(Collected data)

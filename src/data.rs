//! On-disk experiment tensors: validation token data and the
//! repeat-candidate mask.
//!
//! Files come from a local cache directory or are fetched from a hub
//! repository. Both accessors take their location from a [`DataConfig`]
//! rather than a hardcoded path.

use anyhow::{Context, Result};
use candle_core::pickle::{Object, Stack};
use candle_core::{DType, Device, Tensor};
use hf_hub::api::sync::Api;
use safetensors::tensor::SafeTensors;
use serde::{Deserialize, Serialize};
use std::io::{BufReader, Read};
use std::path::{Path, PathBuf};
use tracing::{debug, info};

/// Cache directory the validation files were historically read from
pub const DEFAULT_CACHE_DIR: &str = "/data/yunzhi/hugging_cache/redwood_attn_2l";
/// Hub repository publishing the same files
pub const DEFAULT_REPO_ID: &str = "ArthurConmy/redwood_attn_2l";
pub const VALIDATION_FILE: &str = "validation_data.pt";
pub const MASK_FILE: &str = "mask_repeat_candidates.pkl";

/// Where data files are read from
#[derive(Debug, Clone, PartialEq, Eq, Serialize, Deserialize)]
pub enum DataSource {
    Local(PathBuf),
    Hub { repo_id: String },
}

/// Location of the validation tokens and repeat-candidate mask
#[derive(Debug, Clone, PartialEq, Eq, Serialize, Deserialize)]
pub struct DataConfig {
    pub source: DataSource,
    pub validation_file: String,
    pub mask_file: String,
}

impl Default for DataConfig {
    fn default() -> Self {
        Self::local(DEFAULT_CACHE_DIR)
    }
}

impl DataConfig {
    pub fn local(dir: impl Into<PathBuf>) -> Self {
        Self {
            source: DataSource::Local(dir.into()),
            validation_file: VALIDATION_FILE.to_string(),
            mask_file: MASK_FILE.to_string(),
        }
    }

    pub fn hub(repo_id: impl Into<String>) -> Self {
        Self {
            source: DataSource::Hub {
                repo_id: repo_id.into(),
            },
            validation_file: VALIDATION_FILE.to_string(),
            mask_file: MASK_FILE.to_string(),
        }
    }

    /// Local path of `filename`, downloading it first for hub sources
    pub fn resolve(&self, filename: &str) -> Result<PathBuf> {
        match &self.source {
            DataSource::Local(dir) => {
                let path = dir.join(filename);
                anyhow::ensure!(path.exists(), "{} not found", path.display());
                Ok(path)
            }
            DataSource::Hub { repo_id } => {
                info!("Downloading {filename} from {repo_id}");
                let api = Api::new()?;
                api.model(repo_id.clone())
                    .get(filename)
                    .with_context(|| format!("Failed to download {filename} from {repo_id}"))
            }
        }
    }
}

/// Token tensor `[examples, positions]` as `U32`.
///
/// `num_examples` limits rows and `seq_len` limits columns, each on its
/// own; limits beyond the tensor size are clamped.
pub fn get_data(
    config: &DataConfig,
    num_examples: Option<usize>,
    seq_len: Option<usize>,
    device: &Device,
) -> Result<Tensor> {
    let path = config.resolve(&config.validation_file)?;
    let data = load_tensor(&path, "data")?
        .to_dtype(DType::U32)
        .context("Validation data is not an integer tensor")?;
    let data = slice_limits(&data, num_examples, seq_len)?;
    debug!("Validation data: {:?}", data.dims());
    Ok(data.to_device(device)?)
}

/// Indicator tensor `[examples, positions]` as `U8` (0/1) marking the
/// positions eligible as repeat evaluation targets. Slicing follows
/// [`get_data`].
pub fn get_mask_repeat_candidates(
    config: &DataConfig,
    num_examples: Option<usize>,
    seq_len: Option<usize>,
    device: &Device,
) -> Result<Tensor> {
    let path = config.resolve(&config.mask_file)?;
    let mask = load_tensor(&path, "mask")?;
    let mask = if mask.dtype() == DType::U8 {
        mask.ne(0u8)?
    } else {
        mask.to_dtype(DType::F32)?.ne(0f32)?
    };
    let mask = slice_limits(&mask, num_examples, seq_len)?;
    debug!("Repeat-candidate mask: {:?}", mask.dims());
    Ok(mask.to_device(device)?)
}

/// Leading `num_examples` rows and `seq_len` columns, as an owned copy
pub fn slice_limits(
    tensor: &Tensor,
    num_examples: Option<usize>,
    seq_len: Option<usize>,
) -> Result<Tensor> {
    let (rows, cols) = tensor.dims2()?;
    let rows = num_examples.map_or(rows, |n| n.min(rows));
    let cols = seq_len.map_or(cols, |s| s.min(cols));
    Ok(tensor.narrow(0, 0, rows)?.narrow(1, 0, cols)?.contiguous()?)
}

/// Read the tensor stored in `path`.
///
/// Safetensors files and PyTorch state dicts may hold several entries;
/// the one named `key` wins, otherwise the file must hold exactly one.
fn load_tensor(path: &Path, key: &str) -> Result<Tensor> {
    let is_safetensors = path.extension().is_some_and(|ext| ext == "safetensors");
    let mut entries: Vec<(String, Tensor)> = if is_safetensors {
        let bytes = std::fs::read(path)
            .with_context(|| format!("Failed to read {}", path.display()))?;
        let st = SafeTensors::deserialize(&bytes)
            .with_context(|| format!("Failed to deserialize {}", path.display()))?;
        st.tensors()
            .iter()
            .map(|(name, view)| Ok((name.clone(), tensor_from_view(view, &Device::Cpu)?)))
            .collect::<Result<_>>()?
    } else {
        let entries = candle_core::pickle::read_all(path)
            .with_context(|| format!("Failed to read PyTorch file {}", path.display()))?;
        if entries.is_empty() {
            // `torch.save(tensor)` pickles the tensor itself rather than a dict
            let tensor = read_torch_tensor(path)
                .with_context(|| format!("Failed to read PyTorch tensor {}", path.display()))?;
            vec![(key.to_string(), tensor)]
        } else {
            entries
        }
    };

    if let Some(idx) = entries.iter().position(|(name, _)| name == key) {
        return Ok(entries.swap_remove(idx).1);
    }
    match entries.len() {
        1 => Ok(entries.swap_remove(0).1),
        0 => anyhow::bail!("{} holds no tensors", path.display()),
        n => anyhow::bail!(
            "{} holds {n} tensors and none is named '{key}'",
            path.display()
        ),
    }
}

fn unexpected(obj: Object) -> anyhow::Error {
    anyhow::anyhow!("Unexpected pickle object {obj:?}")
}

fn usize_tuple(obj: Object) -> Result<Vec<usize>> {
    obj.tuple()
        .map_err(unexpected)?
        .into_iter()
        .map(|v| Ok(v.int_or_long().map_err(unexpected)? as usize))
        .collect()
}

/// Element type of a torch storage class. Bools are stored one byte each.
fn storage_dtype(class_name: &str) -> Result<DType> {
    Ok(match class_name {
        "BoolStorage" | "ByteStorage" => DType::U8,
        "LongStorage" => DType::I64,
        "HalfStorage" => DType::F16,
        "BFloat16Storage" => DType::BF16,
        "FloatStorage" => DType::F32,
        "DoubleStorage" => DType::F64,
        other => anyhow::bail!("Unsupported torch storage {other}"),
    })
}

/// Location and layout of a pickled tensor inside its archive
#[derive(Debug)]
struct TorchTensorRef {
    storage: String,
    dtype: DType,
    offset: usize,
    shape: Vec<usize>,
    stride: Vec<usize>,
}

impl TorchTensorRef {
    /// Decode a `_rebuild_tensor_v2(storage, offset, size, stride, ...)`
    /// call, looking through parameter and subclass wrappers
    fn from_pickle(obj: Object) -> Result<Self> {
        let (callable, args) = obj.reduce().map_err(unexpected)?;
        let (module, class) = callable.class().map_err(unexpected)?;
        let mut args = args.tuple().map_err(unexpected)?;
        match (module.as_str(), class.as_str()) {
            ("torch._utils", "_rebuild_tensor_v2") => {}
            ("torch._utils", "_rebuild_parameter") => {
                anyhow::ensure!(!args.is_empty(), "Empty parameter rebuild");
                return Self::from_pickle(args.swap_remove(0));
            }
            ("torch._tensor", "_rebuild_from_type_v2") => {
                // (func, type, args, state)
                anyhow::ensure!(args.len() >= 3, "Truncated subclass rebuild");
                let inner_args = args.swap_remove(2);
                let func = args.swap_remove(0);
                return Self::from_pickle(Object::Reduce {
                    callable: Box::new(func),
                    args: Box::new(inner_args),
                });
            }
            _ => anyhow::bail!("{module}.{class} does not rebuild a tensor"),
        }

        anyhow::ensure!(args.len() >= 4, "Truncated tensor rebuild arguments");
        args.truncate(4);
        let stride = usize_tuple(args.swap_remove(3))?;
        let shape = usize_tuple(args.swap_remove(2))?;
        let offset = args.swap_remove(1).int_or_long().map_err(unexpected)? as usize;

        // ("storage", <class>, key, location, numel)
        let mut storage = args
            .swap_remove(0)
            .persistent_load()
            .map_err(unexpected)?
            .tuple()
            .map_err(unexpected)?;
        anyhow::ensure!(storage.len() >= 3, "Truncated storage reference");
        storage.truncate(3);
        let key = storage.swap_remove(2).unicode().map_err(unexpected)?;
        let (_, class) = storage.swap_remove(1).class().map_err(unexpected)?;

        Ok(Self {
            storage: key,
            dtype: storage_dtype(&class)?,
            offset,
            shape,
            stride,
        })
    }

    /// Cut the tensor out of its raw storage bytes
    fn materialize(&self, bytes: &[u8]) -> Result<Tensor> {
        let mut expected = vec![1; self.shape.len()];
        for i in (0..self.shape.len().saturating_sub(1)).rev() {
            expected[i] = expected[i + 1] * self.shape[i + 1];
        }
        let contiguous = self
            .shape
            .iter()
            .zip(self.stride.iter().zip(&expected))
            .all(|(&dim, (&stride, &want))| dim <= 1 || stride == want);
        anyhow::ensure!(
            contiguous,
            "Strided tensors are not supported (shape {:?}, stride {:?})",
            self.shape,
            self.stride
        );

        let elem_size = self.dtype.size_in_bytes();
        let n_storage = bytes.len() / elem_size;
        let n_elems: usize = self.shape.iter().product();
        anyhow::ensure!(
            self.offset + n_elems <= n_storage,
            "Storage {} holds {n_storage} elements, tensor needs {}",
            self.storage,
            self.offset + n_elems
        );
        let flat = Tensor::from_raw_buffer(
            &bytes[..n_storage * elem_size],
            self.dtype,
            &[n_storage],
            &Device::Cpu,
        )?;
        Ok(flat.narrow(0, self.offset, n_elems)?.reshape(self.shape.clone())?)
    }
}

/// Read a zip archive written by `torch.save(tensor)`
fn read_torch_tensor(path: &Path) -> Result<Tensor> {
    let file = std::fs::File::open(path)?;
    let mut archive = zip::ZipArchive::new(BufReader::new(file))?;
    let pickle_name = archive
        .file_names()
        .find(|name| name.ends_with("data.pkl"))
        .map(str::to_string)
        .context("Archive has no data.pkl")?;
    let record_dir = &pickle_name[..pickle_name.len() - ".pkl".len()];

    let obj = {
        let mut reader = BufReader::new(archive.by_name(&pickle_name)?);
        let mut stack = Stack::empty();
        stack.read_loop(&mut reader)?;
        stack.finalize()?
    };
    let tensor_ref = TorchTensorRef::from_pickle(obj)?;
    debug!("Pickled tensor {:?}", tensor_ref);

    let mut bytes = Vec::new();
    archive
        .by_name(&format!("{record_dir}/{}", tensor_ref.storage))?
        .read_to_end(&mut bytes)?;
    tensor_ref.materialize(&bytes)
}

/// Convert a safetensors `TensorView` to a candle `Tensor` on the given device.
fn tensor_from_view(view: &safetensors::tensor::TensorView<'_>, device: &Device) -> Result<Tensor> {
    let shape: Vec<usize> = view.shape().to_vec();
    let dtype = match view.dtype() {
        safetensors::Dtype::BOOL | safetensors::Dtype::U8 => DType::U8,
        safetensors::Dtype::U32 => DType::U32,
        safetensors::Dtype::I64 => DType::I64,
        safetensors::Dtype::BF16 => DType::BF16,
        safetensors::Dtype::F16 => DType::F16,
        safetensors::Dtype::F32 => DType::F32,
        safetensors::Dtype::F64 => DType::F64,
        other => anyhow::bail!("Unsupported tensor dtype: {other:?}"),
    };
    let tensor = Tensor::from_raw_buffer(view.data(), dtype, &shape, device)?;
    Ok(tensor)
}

==

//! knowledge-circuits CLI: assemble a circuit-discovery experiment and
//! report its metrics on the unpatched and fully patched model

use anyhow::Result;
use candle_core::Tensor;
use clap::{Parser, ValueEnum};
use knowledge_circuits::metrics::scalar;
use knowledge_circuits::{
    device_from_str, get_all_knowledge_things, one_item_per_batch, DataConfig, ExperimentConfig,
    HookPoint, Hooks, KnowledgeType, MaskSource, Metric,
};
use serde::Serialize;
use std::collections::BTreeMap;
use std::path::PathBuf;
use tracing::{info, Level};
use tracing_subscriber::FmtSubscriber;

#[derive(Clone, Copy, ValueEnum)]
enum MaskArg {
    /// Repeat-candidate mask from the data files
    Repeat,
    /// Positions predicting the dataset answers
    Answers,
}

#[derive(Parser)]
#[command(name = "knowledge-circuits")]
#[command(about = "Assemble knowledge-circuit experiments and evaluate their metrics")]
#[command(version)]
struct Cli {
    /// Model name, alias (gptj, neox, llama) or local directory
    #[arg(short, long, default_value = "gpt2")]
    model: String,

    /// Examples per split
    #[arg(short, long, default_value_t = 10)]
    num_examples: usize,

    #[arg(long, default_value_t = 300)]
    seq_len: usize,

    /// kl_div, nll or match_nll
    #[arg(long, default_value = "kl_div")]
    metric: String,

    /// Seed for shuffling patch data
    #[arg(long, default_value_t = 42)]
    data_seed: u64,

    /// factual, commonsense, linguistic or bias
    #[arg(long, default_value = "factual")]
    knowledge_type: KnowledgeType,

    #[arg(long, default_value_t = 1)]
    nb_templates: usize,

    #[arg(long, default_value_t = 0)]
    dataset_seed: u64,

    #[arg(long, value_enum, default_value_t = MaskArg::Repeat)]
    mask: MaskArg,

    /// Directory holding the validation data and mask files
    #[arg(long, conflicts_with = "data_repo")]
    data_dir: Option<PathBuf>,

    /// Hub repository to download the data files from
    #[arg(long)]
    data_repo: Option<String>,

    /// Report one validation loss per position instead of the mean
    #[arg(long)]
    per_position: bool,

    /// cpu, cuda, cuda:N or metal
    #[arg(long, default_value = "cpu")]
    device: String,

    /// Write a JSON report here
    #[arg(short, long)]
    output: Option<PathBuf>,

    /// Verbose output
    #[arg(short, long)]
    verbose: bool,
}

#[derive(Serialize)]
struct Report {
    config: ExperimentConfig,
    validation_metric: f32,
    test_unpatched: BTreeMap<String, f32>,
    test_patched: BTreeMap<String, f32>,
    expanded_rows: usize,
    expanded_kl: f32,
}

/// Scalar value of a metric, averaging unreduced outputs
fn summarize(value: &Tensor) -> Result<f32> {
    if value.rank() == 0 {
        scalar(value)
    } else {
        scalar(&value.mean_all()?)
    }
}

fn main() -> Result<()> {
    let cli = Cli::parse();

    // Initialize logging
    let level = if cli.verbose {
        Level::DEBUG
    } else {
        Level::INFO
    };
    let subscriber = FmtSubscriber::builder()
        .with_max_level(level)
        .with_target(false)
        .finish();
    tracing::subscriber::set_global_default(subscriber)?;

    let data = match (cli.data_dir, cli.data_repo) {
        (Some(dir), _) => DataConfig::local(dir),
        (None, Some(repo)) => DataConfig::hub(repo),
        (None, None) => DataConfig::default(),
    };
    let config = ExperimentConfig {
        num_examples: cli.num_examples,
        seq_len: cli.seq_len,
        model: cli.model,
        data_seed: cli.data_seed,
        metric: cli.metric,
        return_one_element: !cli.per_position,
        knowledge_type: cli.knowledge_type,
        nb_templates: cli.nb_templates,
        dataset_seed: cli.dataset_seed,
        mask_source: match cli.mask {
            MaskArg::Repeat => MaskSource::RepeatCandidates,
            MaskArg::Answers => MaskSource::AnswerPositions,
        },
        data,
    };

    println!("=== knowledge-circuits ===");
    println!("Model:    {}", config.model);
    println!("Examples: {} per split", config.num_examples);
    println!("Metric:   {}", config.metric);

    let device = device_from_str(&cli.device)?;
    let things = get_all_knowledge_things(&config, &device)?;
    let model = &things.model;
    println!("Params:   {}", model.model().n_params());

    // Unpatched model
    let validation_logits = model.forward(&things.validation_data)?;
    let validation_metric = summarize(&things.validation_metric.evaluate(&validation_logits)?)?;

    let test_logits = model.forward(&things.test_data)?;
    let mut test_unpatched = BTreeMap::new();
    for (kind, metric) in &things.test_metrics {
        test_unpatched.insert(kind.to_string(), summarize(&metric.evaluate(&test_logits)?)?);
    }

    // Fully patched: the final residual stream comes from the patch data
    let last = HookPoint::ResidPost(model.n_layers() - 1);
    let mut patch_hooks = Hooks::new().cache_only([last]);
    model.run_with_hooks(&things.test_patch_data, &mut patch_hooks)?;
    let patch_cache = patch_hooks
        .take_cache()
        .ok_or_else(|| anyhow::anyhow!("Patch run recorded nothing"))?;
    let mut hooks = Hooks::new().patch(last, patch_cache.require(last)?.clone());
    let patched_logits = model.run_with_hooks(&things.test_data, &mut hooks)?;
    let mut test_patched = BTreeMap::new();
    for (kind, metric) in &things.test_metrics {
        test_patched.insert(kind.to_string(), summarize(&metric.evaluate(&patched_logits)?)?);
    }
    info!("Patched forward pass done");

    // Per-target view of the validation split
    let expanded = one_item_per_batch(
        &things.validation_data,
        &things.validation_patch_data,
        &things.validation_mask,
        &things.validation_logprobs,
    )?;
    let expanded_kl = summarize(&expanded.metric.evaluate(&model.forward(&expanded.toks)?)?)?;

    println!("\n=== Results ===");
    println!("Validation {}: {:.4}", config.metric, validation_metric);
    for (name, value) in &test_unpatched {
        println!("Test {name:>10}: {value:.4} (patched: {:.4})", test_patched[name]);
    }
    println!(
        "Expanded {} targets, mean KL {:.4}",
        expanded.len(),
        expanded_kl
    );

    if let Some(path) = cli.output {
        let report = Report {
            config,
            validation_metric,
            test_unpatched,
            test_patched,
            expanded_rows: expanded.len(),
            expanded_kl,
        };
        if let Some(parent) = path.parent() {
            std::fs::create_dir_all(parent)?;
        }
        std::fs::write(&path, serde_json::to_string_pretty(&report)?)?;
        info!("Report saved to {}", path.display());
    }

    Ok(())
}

§ **What the exercise asks**: Once you have identified the lines above that contain "MaskSource", copy each of them.

§ **Task result**:
    HookPoint, Hooks, KnowledgeType, MaskSource, Metric,
            MaskArg::Repeat => MaskSource::RepeatCandidates,
            MaskArg::Answers => MaskSource::AnswerPositions,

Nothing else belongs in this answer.